Harvard Professor Ron Heifetz describes it as the difference between Technical and Adaptive problems. The former being known problems to which we have a known solution and the latter being something that we don’t understand nor know how to solve. GDS is in the world of adaptive leadership, comfortable with risk and collaboration while most local authorities still struggle with the constraints of technical leadership when going with the tried and tested solution (usually from a big systems integrator) sits more easily within their knowledge, structures and risk registers.
Heads of ICT in local government are often the gatekeepers to risk, inextricably linked to corporate reputation (think of the perils for a council of personal data on vulnerable children being exposed?) yet they rarely have a seat in the boardroom.
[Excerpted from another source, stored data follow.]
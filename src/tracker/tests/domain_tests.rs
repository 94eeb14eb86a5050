//! Unit tests for tracker domain values and aggregates.

use crate::tracker::domain::{
    Assignee, DocumentKind, EpicId, NewDocument, NewSprint, NewStory, Priority, ProjectId,
    ProjectName, SprintId, SprintName, SprintStatus, SprintTransitionError, StoryDescription,
    StoryId, StoryPatch, StoryPoints, Title, TrackerDomainError, WorkflowStatus,
};
use eyre::ensure;
use mockable::DefaultClock;
use rstest::{fixture, rstest};
use uuid::Uuid;

#[fixture]
fn clock() -> DefaultClock {
    DefaultClock
}

fn new_story(clock: &DefaultClock) -> Result<NewStory, TrackerDomainError> {
    Ok(NewStory::new(
        EpicId::from_uuid(Uuid::new_v4()),
        Title::new("Checkout flow")?,
        StoryDescription::new("Customers can pay for their basket")?,
        StoryPoints::new(3)?,
        Priority::High,
        clock,
    ))
}

#[rstest]
#[case(0)]
#[case(1)]
#[case(2)]
#[case(3)]
#[case(5)]
#[case(8)]
#[case(13)]
fn story_points_accept_the_scale(#[case] value: u8) {
    assert_eq!(StoryPoints::new(value).map(StoryPoints::value), Ok(value));
}

#[rstest]
#[case(4)]
#[case(6)]
#[case(21)]
fn story_points_reject_values_off_the_scale(#[case] value: u8) {
    assert_eq!(
        StoryPoints::new(value),
        Err(TrackerDomainError::InvalidStoryPoints(value))
    );
}

#[rstest]
fn title_is_trimmed_before_length_check() {
    let title = Title::new("  abc  ").expect("three characters after trimming");

    assert_eq!(title.as_str(), "abc");
    assert!(Title::new("  ab  ").is_err());
}

#[rstest]
fn title_longer_than_limit_reports_lengths() {
    let result = Title::new("x".repeat(201));

    assert_eq!(
        result,
        Err(TrackerDomainError::TextLength {
            field: "title",
            min: 3,
            max: 200,
            actual: 201,
        })
    );
}

#[rstest]
#[case("short", false)]
#[case("long enough text", true)]
fn description_requires_ten_characters(#[case] raw: &str, #[case] valid: bool) {
    assert_eq!(StoryDescription::new(raw).is_ok(), valid);
}

#[rstest]
fn project_and_sprint_names_are_bounded() {
    assert!(ProjectName::new("ab").is_err());
    assert!(ProjectName::new("x".repeat(100)).is_ok());
    assert!(SprintName::new("x".repeat(101)).is_err());
}

#[rstest]
fn assignee_rejects_blank_and_overlong_names() {
    assert!(Assignee::new("   ").is_err());
    assert!(Assignee::new("x".repeat(101)).is_err());
    assert_eq!(Assignee::new(" alice ").map(|a| a.as_str().to_owned()), Ok("alice".to_owned()));
}

#[rstest]
#[case("low", Priority::Low)]
#[case("Critical", Priority::Critical)]
fn priority_parses_names(#[case] raw: &str, #[case] expected: Priority) {
    assert_eq!(Priority::try_from(raw), Ok(expected));
}

#[rstest]
#[case("tdr", DocumentKind::Tdr)]
#[case("retrospective", DocumentKind::Retrospective)]
fn document_kind_parses_names(#[case] raw: &str, #[case] expected: DocumentKind) {
    assert_eq!(DocumentKind::try_from(raw), Ok(expected));
}

#[rstest]
fn new_story_starts_in_backlog_without_assignee(clock: DefaultClock) -> eyre::Result<()> {
    let story = new_story(&clock)?.into_story(StoryId::from_uuid(Uuid::new_v4()));

    ensure!(story.status() == WorkflowStatus::Backlog);
    ensure!(story.assignee().is_none());
    ensure!(story.created_at() == story.updated_at());
    Ok(())
}

#[rstest]
fn story_patch_with_skipping_status_changes_nothing(clock: DefaultClock) -> eyre::Result<()> {
    let mut story = new_story(&clock)?.into_story(StoryId::from_uuid(Uuid::new_v4()));
    let before = story.clone();
    let patch = StoryPatch {
        title: Some(Title::new("Renamed story")?),
        status: Some(WorkflowStatus::Done),
        ..StoryPatch::default()
    };

    let result = story.apply(patch, &clock);

    ensure!(result.is_err());
    ensure!(story == before);
    Ok(())
}

#[rstest]
fn story_patch_applies_every_present_field(clock: DefaultClock) -> eyre::Result<()> {
    let mut story = new_story(&clock)?.into_story(StoryId::from_uuid(Uuid::new_v4()));
    let patch = StoryPatch {
        title: Some(Title::new("Renamed story")?),
        points: Some(StoryPoints::new(8)?),
        status: Some(WorkflowStatus::Todo),
        assignee: Some(Some(Assignee::new("alice")?)),
        ..StoryPatch::default()
    };

    story.apply(patch, &clock)?;

    ensure!(story.title().as_str() == "Renamed story");
    ensure!(story.points().value() == 8);
    ensure!(story.priority() == Priority::High);
    ensure!(story.status() == WorkflowStatus::Todo);
    ensure!(story.assignee().map(Assignee::as_str) == Some("alice"));

    story.apply(
        StoryPatch {
            assignee: Some(None),
            ..StoryPatch::default()
        },
        &clock,
    )?;
    ensure!(story.assignee().is_none());
    Ok(())
}

#[rstest]
fn sprint_lifecycle_is_planning_active_closed(clock: DefaultClock) -> eyre::Result<()> {
    let id = SprintId::from_uuid(Uuid::new_v4());
    let mut sprint = NewSprint::new(
        ProjectId::from_uuid(Uuid::new_v4()),
        SprintName::new("Sprint 1")?,
        &clock,
    )
    .into_sprint(id);
    ensure!(sprint.status() == SprintStatus::Planning);

    sprint.start(&clock)?;
    ensure!(sprint.status() == SprintStatus::Active);
    ensure!(sprint.start(&clock) == Err(SprintTransitionError::AlreadyActive(id)));

    sprint.close(&clock);
    ensure!(sprint.status() == SprintStatus::Closed);
    ensure!(sprint.start(&clock) == Err(SprintTransitionError::Closed(id)));
    Ok(())
}

#[rstest]
fn document_content_must_not_be_blank(clock: DefaultClock) {
    let result = NewDocument::new(
        ProjectId::from_uuid(Uuid::new_v4()),
        DocumentKind::Vision,
        "   ",
        &clock,
    );

    assert_eq!(result, Err(TrackerDomainError::EmptyDocumentContent));
}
Until Chief Executives themselves start providing leadership in this space, Heads of ICT will continue to procure technological solutions that don’t scare the horses (not least because scaring the horses is usually way above their pay grade).
And what about the people and power issues? Technology is disrupting everything, hierarchy, knowledge and value chains. In his SOCITM talk Loosemore suggested that in the future, Head of IT should not be the people to lead the redesign of public services to meet the public's digital expectations. I see that not as a criticism of Heads of ICT but more of an acknowledgement that current management ideologies in local government are a barrier that Heads of ICT struggle to overcome. And let’s not forget politics, which people invariably do in these discussions. If you think selling risk to your average local councillor is an easy task, think again.
Disruptive leadership is not just the task of the Chief Executive it’s a fundamental challenge to the political ruling class. If you need any proof of that, just think, when is the last time you heard a local council leader say “hey we spent some public money, we tried this, it didn’t work, so vote for me”? Change may be the new normal it’s just going to take a little time for the system to catch up.